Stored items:
━━━
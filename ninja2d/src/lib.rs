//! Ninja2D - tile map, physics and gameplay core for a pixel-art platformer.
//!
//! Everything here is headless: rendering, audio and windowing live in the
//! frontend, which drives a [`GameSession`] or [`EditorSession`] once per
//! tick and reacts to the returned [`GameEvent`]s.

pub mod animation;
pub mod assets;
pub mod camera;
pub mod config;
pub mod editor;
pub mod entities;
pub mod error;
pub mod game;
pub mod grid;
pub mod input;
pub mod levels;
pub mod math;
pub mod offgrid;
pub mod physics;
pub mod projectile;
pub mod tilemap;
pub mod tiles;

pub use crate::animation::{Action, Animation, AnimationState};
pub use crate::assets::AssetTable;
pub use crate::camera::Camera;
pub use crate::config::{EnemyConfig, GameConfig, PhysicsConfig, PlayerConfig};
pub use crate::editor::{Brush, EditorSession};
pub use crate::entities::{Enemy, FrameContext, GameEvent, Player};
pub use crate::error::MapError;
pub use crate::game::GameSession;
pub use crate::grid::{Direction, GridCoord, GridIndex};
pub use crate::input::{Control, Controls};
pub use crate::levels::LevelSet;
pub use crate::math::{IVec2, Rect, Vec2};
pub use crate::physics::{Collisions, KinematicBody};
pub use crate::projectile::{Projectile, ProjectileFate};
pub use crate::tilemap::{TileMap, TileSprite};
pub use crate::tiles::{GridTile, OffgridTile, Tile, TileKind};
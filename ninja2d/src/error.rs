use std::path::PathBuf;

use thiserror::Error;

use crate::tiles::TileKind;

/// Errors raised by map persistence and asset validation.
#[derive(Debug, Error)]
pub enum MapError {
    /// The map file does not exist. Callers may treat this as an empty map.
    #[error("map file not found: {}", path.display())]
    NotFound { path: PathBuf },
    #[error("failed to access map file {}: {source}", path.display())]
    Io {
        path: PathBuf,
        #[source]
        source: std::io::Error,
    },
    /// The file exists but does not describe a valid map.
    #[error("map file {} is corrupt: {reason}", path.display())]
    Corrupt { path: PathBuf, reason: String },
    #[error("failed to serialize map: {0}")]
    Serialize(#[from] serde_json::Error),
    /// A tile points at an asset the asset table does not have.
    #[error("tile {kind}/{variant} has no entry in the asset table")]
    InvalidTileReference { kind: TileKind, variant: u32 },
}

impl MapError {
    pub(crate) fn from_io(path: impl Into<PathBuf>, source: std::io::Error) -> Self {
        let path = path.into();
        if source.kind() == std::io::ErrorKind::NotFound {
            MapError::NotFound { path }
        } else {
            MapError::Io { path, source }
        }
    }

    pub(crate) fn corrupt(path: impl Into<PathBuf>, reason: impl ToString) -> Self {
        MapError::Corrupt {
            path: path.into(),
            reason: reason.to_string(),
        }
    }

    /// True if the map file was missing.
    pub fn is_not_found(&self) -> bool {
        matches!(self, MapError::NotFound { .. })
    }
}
━━━
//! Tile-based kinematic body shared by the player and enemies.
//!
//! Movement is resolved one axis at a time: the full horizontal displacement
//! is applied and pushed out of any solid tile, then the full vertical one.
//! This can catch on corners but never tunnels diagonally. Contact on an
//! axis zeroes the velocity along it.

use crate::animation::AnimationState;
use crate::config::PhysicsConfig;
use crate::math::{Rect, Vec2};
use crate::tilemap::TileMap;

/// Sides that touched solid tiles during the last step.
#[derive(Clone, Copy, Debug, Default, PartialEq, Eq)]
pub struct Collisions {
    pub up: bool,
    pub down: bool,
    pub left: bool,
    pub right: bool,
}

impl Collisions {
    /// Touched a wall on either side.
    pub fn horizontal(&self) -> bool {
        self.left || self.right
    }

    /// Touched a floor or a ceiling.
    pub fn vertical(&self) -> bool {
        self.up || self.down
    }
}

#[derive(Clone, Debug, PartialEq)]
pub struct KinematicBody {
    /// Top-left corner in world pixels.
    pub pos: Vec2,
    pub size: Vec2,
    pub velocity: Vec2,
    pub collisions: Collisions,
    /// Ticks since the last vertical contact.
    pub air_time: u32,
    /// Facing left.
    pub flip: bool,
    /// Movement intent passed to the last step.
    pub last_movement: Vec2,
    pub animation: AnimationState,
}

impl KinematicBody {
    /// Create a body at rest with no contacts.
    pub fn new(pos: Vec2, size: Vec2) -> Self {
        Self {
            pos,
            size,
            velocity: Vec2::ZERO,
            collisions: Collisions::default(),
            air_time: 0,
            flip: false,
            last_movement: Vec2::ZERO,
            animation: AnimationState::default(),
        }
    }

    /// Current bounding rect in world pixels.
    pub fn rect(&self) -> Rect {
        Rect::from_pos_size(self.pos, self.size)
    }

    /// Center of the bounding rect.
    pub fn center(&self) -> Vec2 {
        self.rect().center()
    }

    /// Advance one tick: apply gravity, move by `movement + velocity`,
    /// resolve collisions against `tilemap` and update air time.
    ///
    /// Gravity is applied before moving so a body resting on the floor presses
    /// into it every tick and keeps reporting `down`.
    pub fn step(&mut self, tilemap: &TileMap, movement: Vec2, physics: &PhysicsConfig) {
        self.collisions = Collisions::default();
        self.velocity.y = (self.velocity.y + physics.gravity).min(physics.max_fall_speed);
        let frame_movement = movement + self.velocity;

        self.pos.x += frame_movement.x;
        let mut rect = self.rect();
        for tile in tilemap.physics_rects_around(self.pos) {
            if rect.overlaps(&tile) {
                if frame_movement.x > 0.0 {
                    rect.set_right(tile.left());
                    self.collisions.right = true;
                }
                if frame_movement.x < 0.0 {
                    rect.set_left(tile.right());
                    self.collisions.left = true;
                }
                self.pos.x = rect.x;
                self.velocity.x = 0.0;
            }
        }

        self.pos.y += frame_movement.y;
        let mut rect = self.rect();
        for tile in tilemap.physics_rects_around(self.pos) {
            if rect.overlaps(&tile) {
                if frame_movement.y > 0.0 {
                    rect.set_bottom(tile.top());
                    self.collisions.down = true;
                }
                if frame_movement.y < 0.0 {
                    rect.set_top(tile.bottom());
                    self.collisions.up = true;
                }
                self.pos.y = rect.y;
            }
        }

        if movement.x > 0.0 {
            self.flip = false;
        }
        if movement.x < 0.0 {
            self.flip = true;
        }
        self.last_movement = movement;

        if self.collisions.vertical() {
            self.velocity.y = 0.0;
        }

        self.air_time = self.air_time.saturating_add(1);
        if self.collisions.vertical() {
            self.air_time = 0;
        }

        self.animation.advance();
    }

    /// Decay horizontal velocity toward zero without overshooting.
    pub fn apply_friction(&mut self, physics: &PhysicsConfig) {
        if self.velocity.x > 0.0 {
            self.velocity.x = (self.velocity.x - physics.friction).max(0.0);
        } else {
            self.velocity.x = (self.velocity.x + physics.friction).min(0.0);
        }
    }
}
━━━
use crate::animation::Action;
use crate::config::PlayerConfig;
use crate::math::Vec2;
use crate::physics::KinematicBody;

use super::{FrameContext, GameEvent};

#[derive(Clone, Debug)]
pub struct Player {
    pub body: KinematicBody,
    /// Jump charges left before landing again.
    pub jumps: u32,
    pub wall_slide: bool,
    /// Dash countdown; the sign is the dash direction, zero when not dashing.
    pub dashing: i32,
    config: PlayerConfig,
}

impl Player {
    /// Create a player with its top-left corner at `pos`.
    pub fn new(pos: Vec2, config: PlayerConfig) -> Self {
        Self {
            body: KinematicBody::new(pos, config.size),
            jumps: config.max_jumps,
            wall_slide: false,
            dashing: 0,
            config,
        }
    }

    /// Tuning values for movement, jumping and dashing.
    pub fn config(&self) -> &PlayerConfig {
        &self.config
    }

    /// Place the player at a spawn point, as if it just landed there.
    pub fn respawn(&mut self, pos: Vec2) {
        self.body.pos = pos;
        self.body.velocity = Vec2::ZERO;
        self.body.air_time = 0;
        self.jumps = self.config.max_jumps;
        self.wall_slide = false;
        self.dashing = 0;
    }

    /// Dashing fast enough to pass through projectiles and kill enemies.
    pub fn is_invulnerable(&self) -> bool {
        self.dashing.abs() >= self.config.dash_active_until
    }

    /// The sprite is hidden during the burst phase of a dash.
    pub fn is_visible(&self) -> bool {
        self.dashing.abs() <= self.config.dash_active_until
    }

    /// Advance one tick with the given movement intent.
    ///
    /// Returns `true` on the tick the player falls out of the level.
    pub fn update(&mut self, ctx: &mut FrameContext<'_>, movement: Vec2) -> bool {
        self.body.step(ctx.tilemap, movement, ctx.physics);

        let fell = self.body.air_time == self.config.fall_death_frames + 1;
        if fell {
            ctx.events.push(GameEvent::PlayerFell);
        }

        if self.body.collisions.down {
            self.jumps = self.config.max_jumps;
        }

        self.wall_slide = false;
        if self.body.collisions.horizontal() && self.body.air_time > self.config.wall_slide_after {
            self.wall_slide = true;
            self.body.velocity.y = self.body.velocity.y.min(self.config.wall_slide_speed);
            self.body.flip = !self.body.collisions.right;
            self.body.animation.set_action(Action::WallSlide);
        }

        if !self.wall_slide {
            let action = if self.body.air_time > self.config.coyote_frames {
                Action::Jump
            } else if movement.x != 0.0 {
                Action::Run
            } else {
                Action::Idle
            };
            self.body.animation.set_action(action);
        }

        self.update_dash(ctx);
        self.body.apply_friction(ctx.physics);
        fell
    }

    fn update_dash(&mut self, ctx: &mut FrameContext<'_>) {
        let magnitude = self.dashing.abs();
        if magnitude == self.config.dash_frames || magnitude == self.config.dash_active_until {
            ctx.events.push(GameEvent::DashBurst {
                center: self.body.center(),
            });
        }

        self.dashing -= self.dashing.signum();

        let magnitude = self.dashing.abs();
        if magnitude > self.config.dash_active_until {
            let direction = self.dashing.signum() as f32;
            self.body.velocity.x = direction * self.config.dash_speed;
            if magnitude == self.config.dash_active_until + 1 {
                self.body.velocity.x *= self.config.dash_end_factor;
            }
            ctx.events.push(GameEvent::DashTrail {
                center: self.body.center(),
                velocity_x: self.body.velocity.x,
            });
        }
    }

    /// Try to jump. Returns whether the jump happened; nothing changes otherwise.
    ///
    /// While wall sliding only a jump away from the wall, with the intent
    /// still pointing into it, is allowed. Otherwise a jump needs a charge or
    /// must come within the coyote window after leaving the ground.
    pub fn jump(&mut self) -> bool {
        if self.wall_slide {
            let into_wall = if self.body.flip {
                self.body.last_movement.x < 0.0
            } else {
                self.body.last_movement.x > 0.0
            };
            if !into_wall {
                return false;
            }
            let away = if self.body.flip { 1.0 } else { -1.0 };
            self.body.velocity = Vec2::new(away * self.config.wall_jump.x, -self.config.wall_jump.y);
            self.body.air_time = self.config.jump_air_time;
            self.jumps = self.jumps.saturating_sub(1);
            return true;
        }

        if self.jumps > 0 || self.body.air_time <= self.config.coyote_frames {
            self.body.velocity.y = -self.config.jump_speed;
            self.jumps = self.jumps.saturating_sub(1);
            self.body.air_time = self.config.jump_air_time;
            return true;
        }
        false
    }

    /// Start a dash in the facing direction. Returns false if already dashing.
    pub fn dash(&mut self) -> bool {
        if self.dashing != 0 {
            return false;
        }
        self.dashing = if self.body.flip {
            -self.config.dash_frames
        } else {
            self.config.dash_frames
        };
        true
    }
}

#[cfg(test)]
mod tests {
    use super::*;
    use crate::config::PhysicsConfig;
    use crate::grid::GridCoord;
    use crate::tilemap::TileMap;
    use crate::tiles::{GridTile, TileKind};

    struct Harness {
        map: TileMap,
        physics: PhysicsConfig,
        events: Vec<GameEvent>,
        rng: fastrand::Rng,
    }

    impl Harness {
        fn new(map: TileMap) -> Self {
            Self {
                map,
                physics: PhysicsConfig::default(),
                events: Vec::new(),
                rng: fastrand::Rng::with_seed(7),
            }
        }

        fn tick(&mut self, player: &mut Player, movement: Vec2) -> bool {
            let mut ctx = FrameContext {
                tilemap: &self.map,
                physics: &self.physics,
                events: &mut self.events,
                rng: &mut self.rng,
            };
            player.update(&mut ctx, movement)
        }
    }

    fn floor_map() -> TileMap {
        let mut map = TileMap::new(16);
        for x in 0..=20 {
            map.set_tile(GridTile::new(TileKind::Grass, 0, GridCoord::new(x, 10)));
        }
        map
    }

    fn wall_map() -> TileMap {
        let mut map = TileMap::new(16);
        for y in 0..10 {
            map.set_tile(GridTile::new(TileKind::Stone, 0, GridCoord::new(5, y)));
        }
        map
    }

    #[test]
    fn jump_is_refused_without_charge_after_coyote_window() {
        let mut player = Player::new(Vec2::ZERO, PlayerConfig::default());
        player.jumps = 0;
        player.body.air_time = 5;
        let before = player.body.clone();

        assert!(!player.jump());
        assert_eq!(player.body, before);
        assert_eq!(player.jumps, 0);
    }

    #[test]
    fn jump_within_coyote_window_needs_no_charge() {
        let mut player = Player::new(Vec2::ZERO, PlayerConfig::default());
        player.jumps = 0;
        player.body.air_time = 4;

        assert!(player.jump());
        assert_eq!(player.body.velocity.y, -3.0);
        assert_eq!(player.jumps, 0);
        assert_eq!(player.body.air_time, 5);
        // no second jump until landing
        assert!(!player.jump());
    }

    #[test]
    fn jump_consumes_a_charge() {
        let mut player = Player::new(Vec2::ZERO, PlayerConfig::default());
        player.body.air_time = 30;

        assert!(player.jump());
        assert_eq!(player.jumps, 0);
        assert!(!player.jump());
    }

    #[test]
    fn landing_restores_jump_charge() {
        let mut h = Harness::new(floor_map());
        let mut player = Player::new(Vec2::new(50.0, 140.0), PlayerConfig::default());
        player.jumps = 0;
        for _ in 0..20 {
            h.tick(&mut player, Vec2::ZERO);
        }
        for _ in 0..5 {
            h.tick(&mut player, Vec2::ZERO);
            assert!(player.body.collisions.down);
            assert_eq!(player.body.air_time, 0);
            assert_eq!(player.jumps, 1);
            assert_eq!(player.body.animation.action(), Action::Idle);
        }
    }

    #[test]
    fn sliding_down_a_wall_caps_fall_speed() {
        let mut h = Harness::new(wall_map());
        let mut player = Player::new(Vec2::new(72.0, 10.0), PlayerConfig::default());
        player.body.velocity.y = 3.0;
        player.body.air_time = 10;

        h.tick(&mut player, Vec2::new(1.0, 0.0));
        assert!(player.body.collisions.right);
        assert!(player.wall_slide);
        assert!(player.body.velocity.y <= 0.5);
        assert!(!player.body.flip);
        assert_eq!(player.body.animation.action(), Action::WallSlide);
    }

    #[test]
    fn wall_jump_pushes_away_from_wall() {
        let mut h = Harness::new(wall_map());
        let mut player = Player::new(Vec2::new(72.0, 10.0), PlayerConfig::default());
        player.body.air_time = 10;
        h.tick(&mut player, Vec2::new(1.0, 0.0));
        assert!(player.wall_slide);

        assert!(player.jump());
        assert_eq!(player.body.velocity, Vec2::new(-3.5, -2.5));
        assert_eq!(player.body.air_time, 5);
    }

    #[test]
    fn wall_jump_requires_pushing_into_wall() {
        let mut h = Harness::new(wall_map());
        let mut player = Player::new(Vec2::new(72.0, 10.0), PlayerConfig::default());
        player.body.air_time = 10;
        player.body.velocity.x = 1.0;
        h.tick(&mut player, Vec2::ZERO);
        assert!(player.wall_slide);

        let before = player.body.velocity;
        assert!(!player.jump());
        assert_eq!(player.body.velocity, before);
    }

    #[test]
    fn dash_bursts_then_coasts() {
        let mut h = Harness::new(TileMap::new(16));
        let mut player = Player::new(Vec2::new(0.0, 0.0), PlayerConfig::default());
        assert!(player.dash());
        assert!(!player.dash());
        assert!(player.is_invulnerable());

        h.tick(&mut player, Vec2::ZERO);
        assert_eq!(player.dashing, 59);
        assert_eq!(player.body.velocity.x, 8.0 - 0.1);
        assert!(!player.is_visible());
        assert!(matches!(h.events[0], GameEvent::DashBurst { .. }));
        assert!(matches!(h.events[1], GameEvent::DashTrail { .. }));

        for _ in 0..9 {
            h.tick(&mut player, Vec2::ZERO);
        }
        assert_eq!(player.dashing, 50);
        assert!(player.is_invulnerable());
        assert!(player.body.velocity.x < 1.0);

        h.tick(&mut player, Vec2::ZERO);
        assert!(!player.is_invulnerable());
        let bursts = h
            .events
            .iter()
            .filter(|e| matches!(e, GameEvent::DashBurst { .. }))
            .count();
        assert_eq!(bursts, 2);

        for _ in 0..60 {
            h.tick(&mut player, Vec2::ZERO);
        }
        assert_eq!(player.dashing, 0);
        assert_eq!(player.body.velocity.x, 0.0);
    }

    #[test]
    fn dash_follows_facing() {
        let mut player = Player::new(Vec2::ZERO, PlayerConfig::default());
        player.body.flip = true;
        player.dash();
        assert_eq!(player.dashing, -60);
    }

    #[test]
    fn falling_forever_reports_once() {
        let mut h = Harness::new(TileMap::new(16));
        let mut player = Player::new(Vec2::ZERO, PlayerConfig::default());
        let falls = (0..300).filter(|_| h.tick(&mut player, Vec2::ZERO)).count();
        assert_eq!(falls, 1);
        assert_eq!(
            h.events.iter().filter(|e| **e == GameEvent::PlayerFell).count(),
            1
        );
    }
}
━━━
§ **Work item**
For every line in the records above that holds "DashTrail", add one, and report the sum alone.

§ **Output of the exercise**
2